A realização de transfusão de sangue contra a vontade expressa de paciente Testemunha de Jeová não gera, por si só, dever de indenizar quando comprovado risco iminente de morte, inexistência de alternativa terapêutica viável e atuação da equipe médica no estrito cumprimento do dever legal.
Com esse entendimento, a 8ª Câmara de Direito Público do Tribunal de Justiça de São Paulo reformou sentença e afastou a responsabilidade civil do Estado de São Paulo.
Por maioria de votos, em julgamento estendido, o colegiado deu provimento à apelação da Fazenda estadual para julgar improcedente a ação indenizatória ajuizada pela mãe de paciente falecida, que havia sido submetida a transfusões sanguíneas compulsórias em hospital público, apesar de reiterada recusa fundamentada em convicção religiosa.
Conflito entre direitos fundamentais
Relator do acórdão, o desembargador Percival Nogueira destacou que o ordenamento jurídico brasileiro assegura ao paciente o direito de recusar tratamentos médicos, inclusive transfusão de sangue, como expressão da liberdade de crença e da autonomia da vontade. Contudo, ponderou que tal proteção não é absoluta quando confrontada com o direito à vida, núcleo estruturante do sistema constitucional.
Segundo o voto vencedor, diante de quadro clínico extremamente grave — aplasia medular com anemia severa, plaquetopenia crítica e insuficiência respiratória — e após o esgotamento de métodos terapêuticos alternativos, competia ao Estado e aos profissionais de saúde agir para impedir a morte da paciente. Nessas circunstâncias, afirmou o relator, o consentimento negativo não é suficiente para afastar a atuação médica emergencial.
Limites do Tema 1069 do STF
O acórdão enfrentou diretamente o alcance do julgamento do Supremo Tribunal Federal no Tema 1069 da repercussão geral, que reconheceu o direito de pacientes adultos e capazes recusarem transfusão de sangue por motivos religiosos.
Para a corrente majoritária, o precedente do STF não se aplica indistintamente a situações de necessidade terapêutica ineludível e risco concreto e imediato à vida. O colegiado destacou que o Tema 1069 trata de hipóteses em que ainda há viabilidade técnico-científica de sucesso sem transfusão e anuência da equipe médica, o que não se verificou no caso concreto.

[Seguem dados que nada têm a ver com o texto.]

//! The render scheduler.
//!
//! State writes never render. A cell watched by a root only marks the root dirty;
//! the actual rebuild happens when the host calls [`Scheduler::flush`], the
//! coalescing point. Any number of writes between two flushes costs one render
//! cycle per dirty root.
//!
//! Per root the scheduler tracks a [`RenderState`]:
//!
//! ```text
//! Clean --write--> Dirty --flush--> Rendering --patched--> Clean
//!                    ^                  |
//!                    +---write during---+
//!                        rendering
//! ```
//!
//! A root invalidated while it renders goes back to `Dirty` and is rendered again in
//! the next pass of the same flush, up to [`Config::max_passes`](crate::Config).
//!
//! The queue is never borrowed while calling into application code (renderables,
//! sinks, watchers, handlers), so all of them may write state freely.

use std::{
    any::Any,
    cell::RefCell,
    collections::BTreeMap,
    fmt,
    mem,
    rc::{Rc, Weak},
};

use ripple_core::{PatchSink, Renderable};
use ripple_reactive::{Signal, State};

use crate::context::ReconciliationContext;

/// Identifier of a mounted root.
#[derive(Debug, Clone, Copy, PartialEq, Eq, PartialOrd, Ord, Hash)]
pub struct RootId(u64);

impl RootId {
    #[cfg(test)]
    pub(crate) const fn from_raw(raw: u64) -> Self {
        Self(raw)
    }
}

impl fmt::Display for RootId {
    fn fmt(&self, f: &mut fmt::Formatter<'_>) -> fmt::Result {
        write!(f, "root#{}", self.0)
    }
}

/// Render state of a root.
#[derive(Debug, Clone, Copy, PartialEq, Eq)]
pub enum RenderState {
    /// The host shows the current tree.
    Clean,
    /// A watched cell changed since the last render.
    Dirty,
    /// The root is being rebuilt and patched.
    Rendering,
}

/// Summary of one [`Scheduler::flush`].
#[derive(Debug, Clone, Copy, Default, PartialEq, Eq)]
pub struct FlushReport {
    /// Passes over the dirty roots.
    pub passes: usize,
    /// Render cycles run.
    pub cycles: usize,
    /// Patches handed to sinks.
    pub patches: usize,
    /// Roots torn down.
    pub teardowns: usize,
    /// Roots left dirty because the pass bound was reached.
    pub remaining: usize,
}

impl FlushReport {
    /// Returns `true` if the flush did nothing.
    #[must_use]
    pub const fn is_empty(&self) -> bool {
        self.cycles == 0 && self.teardowns == 0
    }
}

type FlushRequest = Rc<dyn Fn()>;

struct RootEntry {
    renderable: Weak<dyn Renderable>,
    // Taken out while the root renders.
    sink: Option<Box<dyn PatchSink>>,
    state: RenderState,
    redirtied: bool,
    unmounting: bool,
    // Watcher guards of observed signals; dropping them unsubscribes the root.
    guards: Vec<Box<dyn Any>>,
}

impl RootEntry {
    fn doomed(&self) -> bool {
        self.unmounting || self.renderable.strong_count() == 0
    }
}

#[derive(Default)]
struct Queue {
    roots: BTreeMap<RootId, RootEntry>,
    next_id: u64,
    flushing: bool,
    flush_requested: bool,
    on_flush_request: Option<FlushRequest>,
    reentrant: u64,
}

impl Queue {
    /// Returns the hook to call if this is the first request since the last flush.
    fn request_flush(&mut self) -> Option<FlushRequest> {
        if self.flushing || self.flush_requested {
            return None;
        }
        self.flush_requested = true;
        self.on_flush_request.clone()
    }

    fn invalidate(&mut self, root: RootId) -> Option<FlushRequest> {
        let entry = self.roots.get_mut(&root)?;
        match entry.state {
            RenderState::Clean => entry.state = RenderState::Dirty,
            RenderState::Dirty => return None,
            RenderState::Rendering => {
                if entry.redirtied {
                    return None;
                }
                entry.redirtied = true;
                self.reentrant += 1;
                tracing::trace!(%root, "invalidated while rendering");
            }
        }
        self.request_flush()
    }

    fn dirty_count(&self) -> usize {
        self.roots
            .values()
            .filter(|entry| entry.state == RenderState::Dirty && !entry.doomed())
            .count()
    }
}

fn call(request: Option<FlushRequest>) {
    if let Some(request) = request {
        request();
    }
}

fn invalidate(queue: &Weak<RefCell<Queue>>, root: RootId) {
    let Some(queue) = queue.upgrade() else {
        return;
    };
    let request = queue.borrow_mut().invalidate(root);
    call(request);
}

/// Coalesces invalidations and drives render cycles.
///
/// Clones share the same queue.
#[derive(Clone, Default)]
pub struct Scheduler {
    queue: Rc<RefCell<Queue>>,
}

impl Scheduler {
    /// Creates a scheduler without roots.
    #[must_use]
    pub fn new() -> Self {
        Self::default()
    }

    /// Mounts a render-root.
    ///
    /// The root starts [`Dirty`](RenderState::Dirty); its first tree is built and
    /// patched into `sink` at the next flush. The scheduler only keeps a weak
    /// reference to `renderable`; the returned handle owns it, and dropping the
    /// handle tears the root down at the next flush.
    #[must_use = "dropping the handle unmounts the root"]
    pub fn mount<R: Renderable>(&self, renderable: Rc<R>, sink: impl PatchSink + 'static) -> RootHandle {
        let weak: Weak<dyn Renderable> = Rc::downgrade(&renderable) as Weak<dyn Renderable>;
        let (id, request) = {
            let mut queue = self.queue.borrow_mut();
            let id = RootId(queue.next_id);
            queue.next_id += 1;
            queue.roots.insert(
                id,
                RootEntry {
                    renderable: weak,
                    sink: Some(Box::new(sink)),
                    state: RenderState::Dirty,
                    redirtied: false,
                    unmounting: false,
                    guards: Vec::new(),
                },
            );
            (id, queue.request_flush())
        };
        tracing::debug!(root = %id, "root mounted");
        call(request);

        RootHandle {
            id,
            _renderable: renderable,
            queue: Rc::downgrade(&self.queue),
        }
    }

    /// Installs the hook called on the first invalidation after a flush. Hosts
    /// typically queue a microtask or an idle callback that calls [`flush`](Self::flush).
    pub fn set_flush_request(&self, request: impl Fn() + 'static) {
        self.queue.borrow_mut().on_flush_request = Some(Rc::new(request));
    }

    /// Removes the flush request hook.
    pub fn clear_flush_request(&self) {
        self.queue.borrow_mut().on_flush_request = None;
    }

    /// Returns the render state of `root`, or `None` once it was torn down.
    #[must_use]
    pub fn state_of(&self, root: RootId) -> Option<RenderState> {
        self.queue.borrow().roots.get(&root).map(|entry| entry.state)
    }

    /// Number of roots waiting to render.
    #[must_use]
    pub fn dirty_count(&self) -> usize {
        self.queue.borrow().dirty_count()
    }

    /// Number of roots known to the scheduler, including those awaiting teardown.
    #[must_use]
    pub fn root_count(&self) -> usize {
        self.queue.borrow().roots.len()
    }

    /// Returns `true` if a flush would do nothing.
    #[must_use]
    pub fn is_idle(&self) -> bool {
        let queue = self.queue.borrow();
        queue
            .roots
            .values()
            .all(|entry| entry.state == RenderState::Clean && !entry.doomed())
    }

    /// Runs the coalescing point: tears down dropped roots and renders every dirty
    /// root, repeating while roots are invalidated during rendering.
    pub fn flush(&self, context: &mut ReconciliationContext) -> FlushReport {
        let max_passes = context.config().max_passes.max(1);
        let mut report = FlushReport::default();
        self.queue.borrow_mut().flushing = true;

        let span = tracing::debug_span!("flush");
        let _entered = span.enter();

        for _ in 0..max_passes {
            self.teardown_doomed(context, &mut report);
            let dirty: Vec<RootId> = {
                let queue = self.queue.borrow();
                queue
                    .roots
                    .iter()
                    .filter(|(_, entry)| entry.state == RenderState::Dirty && !entry.doomed())
                    .map(|(id, _)| *id)
                    .collect()
            };
            if dirty.is_empty() {
                break;
            }
            report.passes += 1;
            for root in dirty {
                self.render(root, context, &mut report);
            }
        }
        self.teardown_doomed(context, &mut report);

        let (reentrant, request) = {
            let mut queue = self.queue.borrow_mut();
            queue.flushing = false;
            queue.flush_requested = false;
            report.remaining = queue.dirty_count();
            let request = if report.remaining > 0 {
                queue.request_flush()
            } else {
                None
            };
            (mem::take(&mut queue.reentrant), request)
        };
        context.diagnostics_mut().count_reentrant(reentrant);

        if report.remaining > 0 {
            tracing::warn!(
                remaining = report.remaining,
                max_passes,
                "render pass limit reached with dirty roots left"
            );
        }
        tracing::debug!(
            passes = report.passes,
            cycles = report.cycles,
            patches = report.patches,
            teardowns = report.teardowns,
            "flush complete"
        );
        call(request);
        report
    }

    fn render(&self, root: RootId, context: &mut ReconciliationContext, report: &mut FlushReport) {
        let (renderable, mut sink) = {
            let mut queue = self.queue.borrow_mut();
            let Some(entry) = queue.roots.get_mut(&root) else {
                return;
            };
            if entry.state != RenderState::Dirty || entry.unmounting {
                return;
            }
            let Some(renderable) = entry.renderable.upgrade() else {
                return;
            };
            let Some(sink) = entry.sink.take() else {
                return;
            };
            entry.state = RenderState::Rendering;
            entry.redirtied = false;
            (renderable, sink)
        };

        let span = tracing::debug_span!("render", %root);
        let _entered = span.enter();

        let tree = renderable.to_vnode();
        drop(renderable);

        let unmounting = self
            .queue
            .borrow()
            .roots
            .get(&root)
            .is_none_or(RootEntry::doomed);
        if !unmounting {
            report.patches += context.reconcile(root, tree, &mut *sink);
            report.cycles += 1;
        }

        let mut queue = self.queue.borrow_mut();
        if let Some(entry) = queue.roots.get_mut(&root) {
            entry.sink = Some(sink);
            entry.state = if entry.redirtied {
                RenderState::Dirty
            } else {
                RenderState::Clean
            };
            entry.redirtied = false;
        }
    }

    fn teardown_doomed(&self, context: &mut ReconciliationContext, report: &mut FlushReport) {
        let doomed: Vec<(RootId, RootEntry)> = {
            let mut queue = self.queue.borrow_mut();
            let ids: Vec<RootId> = queue
                .roots
                .iter()
                .filter(|(_, entry)| entry.doomed())
                .map(|(id, _)| *id)
                .collect();
            ids.into_iter()
                .filter_map(|id| queue.roots.remove(&id).map(|entry| (id, entry)))
                .collect()
        };

        // Entries hold sinks and watcher guards; they are dropped here, outside the
        // queue borrow.
        for (root, mut entry) in doomed {
            match entry.sink.as_deref_mut() {
                Some(sink) => context.teardown(root, Some(sink)),
                None => context.teardown(root, None),
            }
            report.teardowns += 1;
        }
    }
}

impl fmt::Debug for Scheduler {
    fn fmt(&self, f: &mut fmt::Formatter<'_>) -> fmt::Result {
        match self.queue.try_borrow() {
            Ok(queue) => f
                .debug_struct("Scheduler")
                .field("roots", &queue.roots.len())
                .field("dirty", &queue.dirty_count())
                .field("flushing", &queue.flushing)
                .finish(),
            Err(_) => f.write_str("Scheduler { <busy> }"),
        }
    }
}

/// Owning handle of a mounted root.
///
/// Dropping the handle, or calling [`unmount`](Self::unmount), tears the root down
/// at the next flush: its handlers are retired and its watchers dropped.
pub struct RootHandle {
    id: RootId,
    _renderable: Rc<dyn Renderable>,
    queue: Weak<RefCell<Queue>>,
}

impl RootHandle {
    /// Returns the root identifier.
    #[must_use]
    pub const fn id(&self) -> RootId {
        self.id
    }

    /// Creates a state cell owned by this root: every write marks the root dirty.
    pub fn state<T: Clone + 'static>(&self, value: T) -> State<T> {
        let state = State::new(value);
        self.observe(&state);
        state
    }

    /// Marks this root dirty whenever `signal` changes.
    ///
    /// The watcher lives as long as the root.
    pub fn observe<S>(&self, signal: &S)
    where
        S: Signal,
        S::Guard: 'static,
    {
        let invalidate = self.invalidator();
        let guard = signal.watch(move |_| invalidate());
        self.keep(Box::new(guard));
    }

    /// Marks the root dirty.
    pub fn invalidate(&self) {
        invalidate(&self.queue, self.id);
    }

    /// Returns a callback marking this root dirty, for wiring custom sources.
    pub fn invalidator(&self) -> impl Fn() + 'static {
        let queue = self.queue.clone();
        let root = self.id;
        move || invalidate(&queue, root)
    }

    /// Tears the root down at the next flush.
    pub fn unmount(self) {
        drop(self);
    }

    fn keep(&self, guard: Box<dyn Any>) {
        let Some(queue) = self.queue.upgrade() else {
            return;
        };
        let mut queue = queue.borrow_mut();
        if let Some(entry) = queue.roots.get_mut(&self.id) {
            entry.guards.push(guard);
        }
    }
}

impl Drop for RootHandle {
    fn drop(&mut self) {
        let Some(queue) = self.queue.upgrade() else {
            return;
        };
        let request = {
            let Ok(mut queue) = queue.try_borrow_mut() else {
                return;
            };
            let Some(entry) = queue.roots.get_mut(&self.id) else {
                return;
            };
            entry.unmounting = true;
            queue.request_flush()
        };
        tracing::debug!(root = %self.id, "root unmount requested");
        call(request);
    }
}

impl fmt::Debug for RootHandle {
    fn fmt(&self, f: &mut fmt::Formatter<'_>) -> fmt::Result {
        f.debug_struct("RootHandle").field("id", &self.id).finish()
    }
}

Nesse contexto, a Câmara assentou que o precedente não impede a atuação médica emergencial quando a transfusão constitui a única medida capaz de tentar reverter o quadro clínico fatal, sob pena de imputar aos profissionais omissão penalmente relevante.
Ausência de excesso e responsabilidade afastada
Outro ponto central do julgamento foi a inexistência de prova de excesso na conduta dos agentes públicos. O acórdão afastou as alegações de contenção física abusiva, sedação coercitiva ou tratamento desumano, destacando que os registros médicos indicavam confusão mental decorrente do estado clínico da paciente, e não violência institucional.
Diante disso, o Tribunal concluiu que a transfusão foi realizada como última alternativa terapêutica, em ambiente hospitalar, com decisão colegiada da equipe médica, não se configurando violação à dignidade da paciente nem dano moral indenizável à genitora.
Julgamento dividido
O julgamento contou com votos divergentes que defenderam a prevalência da autonomia da vontade e da liberdade religiosa mesmo em cenário de risco extremo, sustentando que a transfusão compulsória violaria a dignidade da pessoa humana e ensejaria responsabilidade civil do Estado. Prevaleceu, contudo, a tese de que, em situações-limite, o direito à vida justifica a intervenção médica sem consentimento, desde que ausente abuso.
Ao final, a 8ª Câmara reformou integralmente a sentença de primeiro grau, inverteu os ônus da sucumbência e julgou improcedente o pedido indenizatório.